The required output is the exact run of lines below that opens at the line with "let updated_at = machine.updated_at();" and closes at the line with "async fn find_by_id(&self, id: MachineId)".

Segment Start: Supplied records

//! Identifier and validated scalar types for the machinery domain.

use super::MachineDomainError;
use serde::{Deserialize, Serialize};
use std::fmt;
use uuid::Uuid;

macro_rules! uuid_id {
    ($(#[$meta:meta])* $name:ident) => {
        $(#[$meta])*
        #[derive(Debug, Clone, Copy, PartialEq, Eq, Hash, Serialize, Deserialize)]
        #[serde(transparent)]
        pub struct $name(Uuid);

        impl $name {
            /// Creates a new random identifier.
            #[must_use]
            pub fn new() -> Self {
                Self(Uuid::new_v4())
            }

            /// Creates an identifier from an existing UUID.
            #[must_use]
            pub const fn from_uuid(uuid: Uuid) -> Self {
                Self(uuid)
            }

            /// Returns the wrapped UUID.
            #[must_use]
            pub const fn into_inner(self) -> Uuid {
                self.0
            }
        }

        impl Default for $name {
            fn default() -> Self {
                Self::new()
            }
        }

        impl fmt::Display for $name {
            fn fmt(&self, f: &mut fmt::Formatter<'_>) -> fmt::Result {
                write!(f, "{}", self.0)
            }
        }
    };
}

uuid_id!(
    /// Unique identifier for a machine.
    MachineId
);

uuid_id!(
    /// Unique identifier for a machine type (line of work).
    MachineTypeId
);

/// Plate, serial or inventory code identifying a machine.
///
/// Codes are trimmed and must be globally unique; uniqueness is enforced by
/// the repository.
#[derive(Debug, Clone, PartialEq, Eq, Hash, PartialOrd, Ord, Serialize, Deserialize)]
#[serde(transparent)]
pub struct MachineCode(String);

impl MachineCode {
    /// Maximum code length accepted by storage.
    pub const MAX_LENGTH: usize = 100;

    /// Creates a validated machine code.
    ///
    /// # Errors
    ///
    /// Returns [`MachineDomainError`] when the code is blank, contains
    /// whitespace or exceeds [`Self::MAX_LENGTH`] characters.
    pub fn new(value: impl AsRef<str>) -> Result<Self, MachineDomainError> {
        let trimmed = value.as_ref().trim();
        if trimmed.is_empty() {
            return Err(MachineDomainError::EmptyCode);
        }
        if trimmed.chars().any(char::is_whitespace) {
            return Err(MachineDomainError::InvalidCode(trimmed.to_owned()));
        }
        if trimmed.chars().count() > Self::MAX_LENGTH {
            return Err(MachineDomainError::CodeTooLong {
                code: trimmed.to_owned(),
                max: Self::MAX_LENGTH,
            });
        }
        Ok(Self(trimmed.to_owned()))
    }

    /// Returns the code as `str`.
    #[must_use]
    pub fn as_str(&self) -> &str {
        &self.0
    }
}

impl AsRef<str> for MachineCode {
    fn as_ref(&self) -> &str {
        self.as_str()
    }
}

impl fmt::Display for MachineCode {
    fn fmt(&self, f: &mut fmt::Formatter<'_>) -> fmt::Result {
        f.write_str(&self.0)
    }
}
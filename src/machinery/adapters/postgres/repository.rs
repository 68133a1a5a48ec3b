//! `PostgreSQL` repository implementations for machines and machine types.

use super::{
    models::{MachineChangeset, MachineRow, MachineTypeRow},
    schema::{machine_types, machines},
};
use crate::access::domain::UserId;
use crate::machinery::{
    domain::{
        Machine, MachineCode, MachineDetails, MachineId, MachineState, MachineType,
        MachineTypeId, PersistedMachineData, PersistedMachineTypeData,
    },
    ports::{
        MachineFilter, MachineRepository, MachineRepositoryError, MachineRepositoryResult,
        MachineTypeRepository, MachineTypeRepositoryError, MachineTypeRepositoryResult,
    },
};
use crate::database::PgPool;
use async_trait::async_trait;
use diesel::pg::PgConnection;
use diesel::prelude::*;
use diesel::result::{DatabaseErrorInformation, DatabaseErrorKind, Error as DieselError};

/// `PostgreSQL` connection pool type used by machinery adapters.
pub type MachineryPgPool = PgPool;

/// `PostgreSQL`-backed machine repository.
#[derive(Debug, Clone)]
pub struct PostgresMachineRepository {
    pool: MachineryPgPool,
}

impl PostgresMachineRepository {
    /// Creates a new repository from a `PostgreSQL` connection pool.
    #[must_use]
    pub const fn new(pool: MachineryPgPool) -> Self {
        Self { pool }
    }

    async fn run_blocking<F, T>(&self, f: F) -> MachineRepositoryResult<T>
    where
        F: FnOnce(&mut PgConnection) -> MachineRepositoryResult<T> + Send + 'static,
        T: Send + 'static,
    {
        let pool = self.pool.clone();
        tokio::task::spawn_blocking(move || {
            let mut connection = pool.get().map_err(MachineRepositoryError::persistence)?;
            f(&mut connection)
        })
        .await
        .map_err(MachineRepositoryError::persistence)?
    }
}

#[async_trait]
impl MachineRepository for PostgresMachineRepository {
    async fn store(&self, machine: &Machine) -> MachineRepositoryResult<()> {
        let machine_id = machine.id();
        let code = machine.code().clone();
        let row = to_row(machine);

        self.run_blocking(move |connection| {
            diesel::insert_into(machines::table)
                .values(&row)
                .execute(connection)
                .map_err(|err| match err {
                    DieselError::DatabaseError(DatabaseErrorKind::UniqueViolation, ref info)
                        if is_code_unique_violation(info.as_ref()) =>
                    {
                        MachineRepositoryError::DuplicateCode(code.clone())
                    }
                    DieselError::DatabaseError(DatabaseErrorKind::UniqueViolation, _) => {
                        MachineRepositoryError::DuplicateMachine(machine_id)
                    }
                    _ => MachineRepositoryError::persistence(err),
                })?;
            Ok(())
        })
        .await
    }

    async fn update(&self, machine: &Machine) -> MachineRepositoryResult<()> {
        let machine_id = machine.id();
        let code = machine.code().clone();
        let changes = to_changeset(machine);

        self.run_blocking(move |connection| {
            let affected = diesel::update(machines::table.find(machine_id.into_inner()))
                .set(&changes)
                .execute(connection)
                .map_err(|err| match err {
                    DieselError::DatabaseError(DatabaseErrorKind::UniqueViolation, _) => {
                        MachineRepositoryError::DuplicateCode(code.clone())
                    }
                    _ => MachineRepositoryError::persistence(err),
                })?;
            if affected == 0 {
                return Err(MachineRepositoryError::NotFound(machine_id));
            }
            Ok(())
        })
        .await
    }

    async fn update_state(
        &self,
        machine: &Machine,
        expected: MachineState,
    ) -> MachineRepositoryResult<bool> {
        let machine_id = machine.id();
        let state = machine.state().as_str();
        let updated_at = machine.updated_at();

        self.run_blocking(move |connection| {
            let affected = diesel::update(
                machines::table
                    .filter(machines::id.eq(machine_id.into_inner()))
                    .filter(machines::state.eq(expected.as_str())),
            )
            .set((machines::state.eq(state), machines::updated_at.eq(updated_at)))
            .execute(connection)
            .map_err(MachineRepositoryError::persistence)?;
            if affected > 0 {
                return Ok(true);
            }
            let exists = diesel::select(diesel::dsl::exists(
                machines::table.find(machine_id.into_inner()),
            ))
            .get_result::<bool>(connection)
            .map_err(MachineRepositoryError::persistence)?;
            if exists {
                Ok(false)
            } else {
                Err(MachineRepositoryError::NotFound(machine_id))
            }
        })
        .await
    }

    async fn find_by_id(&self, id: MachineId) -> MachineRepositoryResult<Option<Machine>> {
        self.run_blocking(move |connection| {
            let row = machines::table
                .find(id.into_inner())
                .select(MachineRow::as_select())
                .first::<MachineRow>(connection)
                .optional()
                .map_err(MachineRepositoryError::persistence)?;
            row.map(row_to_machine).transpose()
        })
        .await
    }

    async fn find_by_code(&self, code: &MachineCode) -> MachineRepositoryResult<Option<Machine>> {
        let lookup = code.as_str().to_owned();
        self.run_blocking(move |connection| {
            let row = machines::table
                .filter(machines::code.eq(lookup))
                .select(MachineRow::as_select())
                .first::<MachineRow>(connection)
                .optional()
                .map_err(MachineRepositoryError::persistence)?;
            row.map(row_to_machine).transpose()
        })
        .await
    }

    async fn list(&self, filter: &MachineFilter) -> MachineRepositoryResult<Vec<Machine>> {
        let filter = filter.clone();
        self.run_blocking(move |connection| {
            let mut query = machines::table.select(MachineRow::as_select()).into_boxed();
            if let Some(state) = filter.state {
                query = query.filter(machines::state.eq(state.as_str()));
            }
            if let Some(machine_type) = filter.machine_type {
                query = query.filter(machines::machine_type_id.eq(machine_type.into_inner()));
            }
            if let Some(active) = filter.active {
                query = query.filter(machines::active.eq(active));
            }
            if let Some(text) = filter.text.as_deref() {
                let pattern = format!("%{}%", escape_like(text.trim()));
                query = query.filter(
                    machines::name
                        .ilike(pattern.clone())
                        .or(machines::code.ilike(pattern.clone()))
                        .or(machines::description.assume_not_null().ilike(pattern)),
                );
            }
            query
                .order((machines::name.asc(), machines::code.asc()))
                .load::<MachineRow>(connection)
                .map_err(MachineRepositoryError::persistence)?
                .into_iter()
                .map(row_to_machine)
                .collect()
        })
        .await
    }
}

/// `PostgreSQL`-backed machine-type repository.
#[derive(Debug, Clone)]
pub struct PostgresMachineTypeRepository {
    pool: MachineryPgPool,
}

impl PostgresMachineTypeRepository {
    /// Creates a new repository from a `PostgreSQL` connection pool.
    #[must_use]
    pub const fn new(pool: MachineryPgPool) -> Self {
        Self { pool }
    }

    async fn run_blocking<F, T>(&self, f: F) -> MachineTypeRepositoryResult<T>
    where
        F: FnOnce(&mut PgConnection) -> MachineTypeRepositoryResult<T> + Send + 'static,
        T: Send + 'static,
    {
        let pool = self.pool.clone();
        tokio::task::spawn_blocking(move || {
            let mut connection = pool
                .get()
                .map_err(MachineTypeRepositoryError::persistence)?;
            f(&mut connection)
        })
        .await
        .map_err(MachineTypeRepositoryError::persistence)?
    }
}

#[async_trait]
impl MachineTypeRepository for PostgresMachineTypeRepository {
    async fn store(&self, machine_type: &MachineType) -> MachineTypeRepositoryResult<()> {
        let row = to_type_row(machine_type);
        self.run_blocking(move |connection| {
            diesel::insert_into(machine_types::table)
                .values(&row)
                .execute(connection)
                .map_err(|err| map_type_write_error(err, &row.name))?;
            Ok(())
        })
        .await
    }

    async fn update(&self, machine_type: &MachineType) -> MachineTypeRepositoryResult<()> {
        let id = machine_type.id();
        let row = to_type_row(machine_type);
        self.run_blocking(move |connection| {
            let affected = diesel::update(machine_types::table.find(id.into_inner()))
                .set(&row)
                .execute(connection)
                .map_err(|err| map_type_write_error(err, &row.name))?;
            if affected == 0 {
                return Err(MachineTypeRepositoryError::NotFound(id));
            }
            Ok(())
        })
        .await
    }

    async fn find_by_id(
        &self,
        id: MachineTypeId,
    ) -> MachineTypeRepositoryResult<Option<MachineType>> {
        self.run_blocking(move |connection| {
            let row = machine_types::table
                .find(id.into_inner())
                .select(MachineTypeRow::as_select())
                .first::<MachineTypeRow>(connection)
                .optional()
                .map_err(MachineTypeRepositoryError::persistence)?;
            Ok(row.map(row_to_type))
        })
        .await
    }

    async fn list_active(&self) -> MachineTypeRepositoryResult<Vec<MachineType>> {
        self.run_blocking(move |connection| {
            let rows = machine_types::table
                .filter(machine_types::active.eq(true))
                .order(machine_types::name.asc())
                .select(MachineTypeRow::as_select())
                .load::<MachineTypeRow>(connection)
                .map_err(MachineTypeRepositoryError::persistence)?;
            Ok(rows.into_iter().map(row_to_type).collect())
        })
        .await
    }
}

fn to_row(machine: &Machine) -> MachineRow {
    let details = machine.details();
    MachineRow {
        id: machine.id().into_inner(),
        code: machine.code().as_str().to_owned(),
        name: details.name().to_owned(),
        description: details.description().map(str::to_owned),
        state: machine.state().as_str().to_owned(),
        responsible_id: details.responsible().map(UserId::into_inner),
        machine_type_id: details.machine_type().map(MachineTypeId::into_inner),
        active: machine.is_active(),
        created_at: machine.created_at(),
        updated_at: machine.updated_at(),
    }
}

fn to_changeset(machine: &Machine) -> MachineChangeset {
    let details = machine.details();
    MachineChangeset {
        code: machine.code().as_str().to_owned(),
        name: details.name().to_owned(),
        description: details.description().map(str::to_owned),
        responsible_id: details.responsible().map(UserId::into_inner),
        machine_type_id: details.machine_type().map(MachineTypeId::into_inner),
        active: machine.is_active(),
        updated_at: machine.updated_at(),
    }
}

fn row_to_machine(row: MachineRow) -> MachineRepositoryResult<Machine> {
    let MachineRow {
        id,
        code,
        name,
        description,
        state,
        responsible_id,
        machine_type_id,
        active,
        created_at,
        updated_at,
    } = row;

    let code = MachineCode::new(code).map_err(MachineRepositoryError::persistence)?;
    let state = MachineState::try_from(state.as_str()).map_err(MachineRepositoryError::persistence)?;
    let mut details = MachineDetails::new(name).map_err(MachineRepositoryError::persistence)?;
    if let Some(text) = description {
        details = details.with_description(text);
    }
    if let Some(responsible) = responsible_id {
        details = details.with_responsible(UserId::from_uuid(responsible));
    }
    if let Some(machine_type) = machine_type_id {
        details = details.with_machine_type(MachineTypeId::from_uuid(machine_type));
    }

    Ok(Machine::from_persisted(PersistedMachineData {
        id: MachineId::from_uuid(id),
        code,
        details,
        state,
        active,
        created_at,
        updated_at,
    }))
}

fn to_type_row(machine_type: &MachineType) -> MachineTypeRow {
    MachineTypeRow {
        id: machine_type.id().into_inner(),
        name: machine_type.name().to_owned(),
        active: machine_type.is_active(),
    }
}

fn row_to_type(row: MachineTypeRow) -> MachineType {
    MachineType::from_persisted(PersistedMachineTypeData {
        id: MachineTypeId::from_uuid(row.id),
        name: row.name,
        active: row.active,
    })
}

fn map_type_write_error(err: DieselError, name: &str) -> MachineTypeRepositoryError {
    match err {
        DieselError::DatabaseError(DatabaseErrorKind::UniqueViolation, _) => {
            MachineTypeRepositoryError::DuplicateName(name.to_owned())
        }
        _ => MachineTypeRepositoryError::persistence(err),
    }
}

fn is_code_unique_violation(info: &dyn DatabaseErrorInformation) -> bool {
    info.constraint_name()
        .is_some_and(|name| name == "idx_machines_code_unique")
}

/// Escapes `LIKE` wildcards so user text matches literally.
pub(crate) fn escape_like(text: &str) -> String {
    let mut escaped = String::with_capacity(text.len());
    for ch in text.chars() {
        if matches!(ch, '%' | '_' | '\\') {
            escaped.push('\\');
        }
        escaped.push(ch);
    }
    escaped
}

Segment End: Supplied records

Exercise response ::
        let updated_at = machine.updated_at();

        self.run_blocking(move |connection| {
            let affected = diesel::update(
                machines::table
                    .filter(machines::id.eq(machine_id.into_inner()))
                    .filter(machines::state.eq(expected.as_str())),
            )
            .set((machines::state.eq(state), machines::updated_at.eq(updated_at)))
            .execute(connection)
            .map_err(MachineRepositoryError::persistence)?;
            if affected > 0 {
                return Ok(true);
            }
            let exists = diesel::select(diesel::dsl::exists(
                machines::table.find(machine_id.into_inner()),
            ))
            .get_result::<bool>(connection)
            .map_err(MachineRepositoryError::persistence)?;
            if exists {
                Ok(false)
            } else {
                Err(MachineRepositoryError::NotFound(machine_id))
            }
        })
        .await
    }

    async fn find_by_id(&self, id: MachineId) -> MachineRepositoryResult<Option<Machine>> {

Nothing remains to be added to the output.